Lo abstracto: espéculo de la memoria

Toda experiencia dolorosa se vuelve peripecia para el que la vive ante el espejo oscuro del alma. Desde la era de la presa rupestre de Altamira hasta el presente nuestro del objeto ausente en la escultura de luz del arte posmoderno, el creador es el mismo hombre o mujer que trata de conjugar las posibilidades del ser. Ser, para no simplemente estar.

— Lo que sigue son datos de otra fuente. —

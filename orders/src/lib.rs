//! # Orderbus Orders
//!
//! The order processing service: an HTTP ingress that wraps each posted event
//! into an envelope, a routing table fanning envelopes out to the Put-Order,
//! Update-Order and audit targets, and a read API over the order projection.
//!
//! ```text
//! POST / ──▶ Envelope ──▶ EventRouter ──┬──▶ put_order    ──▶ OrderStore
//!                                       ├──▶ update_order ──▶ OrderStore
//!                                       └──▶ audit        ──▶ tracing
//!
//! GET /orders/.., /accounts/../orders, /vendors/../orders ◀── OrderStore
//! GET /dead-letters                                      ◀── DeadLetterQueue
//! ```

pub mod api;
pub mod audit;
pub mod config;
pub mod handlers;
pub mod rules;
pub mod server;

use anyhow::Context;
use config::Config;
use orderbus_core::audit::AuditSink;
use orderbus_core::environment::Clock;
use orderbus_core::projection::OrderStore;
use orderbus_runtime::{DeadLetterQueue, EventRouter};
use server::AppState;
use std::sync::Arc;

/// Wire the routing table, dead letter queue and router around `store`.
///
/// # Errors
///
/// Returns an error if a rule pattern fails to parse or the routing table
/// has duplicate rule or target names.
pub fn build_state(
    config: &Config,
    store: Arc<dyn OrderStore>,
    audit: Arc<dyn AuditSink>,
    clock: Arc<dyn Clock>,
) -> anyhow::Result<AppState> {
    let rules = rules::order_rules(config, &store, audit).context("Invalid rule pattern")?;

    let router = EventRouter::builder()
        .rules(rules)
        .dead_letters(DeadLetterQueue::new(config.retry.dlq_max_size))
        .clock(Arc::clone(&clock))
        .build()
        .context("Invalid routing table")?;

    tracing::info!(
        rules = router.rules().len(),
        dlq_capacity = config.retry.dlq_max_size,
        audit_region = %config.events.audit_region,
        "Event router ready"
    );

    Ok(AppState::new(router, store, clock, config.events.clone()))
}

Ser es recordar el futuro, y sólo el arte y la filosofía pueden pretender hacer tal imposible. La filosofía por un lado es un arte desmitificador; el arte abstracto por el otro es una suerte de pensamiento especulativo. Procuro la distinción para usar el término especulación en el sentido etimológico. Especulación: intuición visionaria, modo primordial de percibir la realidad. El arte abstracto es la adivinación de un modo de no ver. No ver, sino ser con la ausencia de significados compartidos: de la manera en que el hombre y la mujer primordiales eran con el mundo. Cuando todo era yo. Ricardo Manuel Díaz lo expresa diciendo que “todo gran arte sale de la oscuridad y el vacío de la panza y de la memoria de cuando esa panza se arrastraba sobre el suelo”. De esa manera pone en el mismo plano tanto lo actual e inmediato como lo ancestral.


Lo particular

A la pintura abstracta se le asocia con lo espiritual. El objeto desparece o desvanece para que se realice la unidad del creador con el universo. Estas son las ascuas del crisol que encendieron Kandinsky y Mondrian. Pero lo que alguna vez fue un atentado contra el logos y contra lo meramente representativo, con el tiempo, quizá se haya vuelto un mero esquema. No hay duda que a muchos pintores de la actualidad les interesan más los aspectos formales de este modo de ver y evitan los significados y lo afectivo, para crear una obra desataviada de signos y símbolos de la dura realidad.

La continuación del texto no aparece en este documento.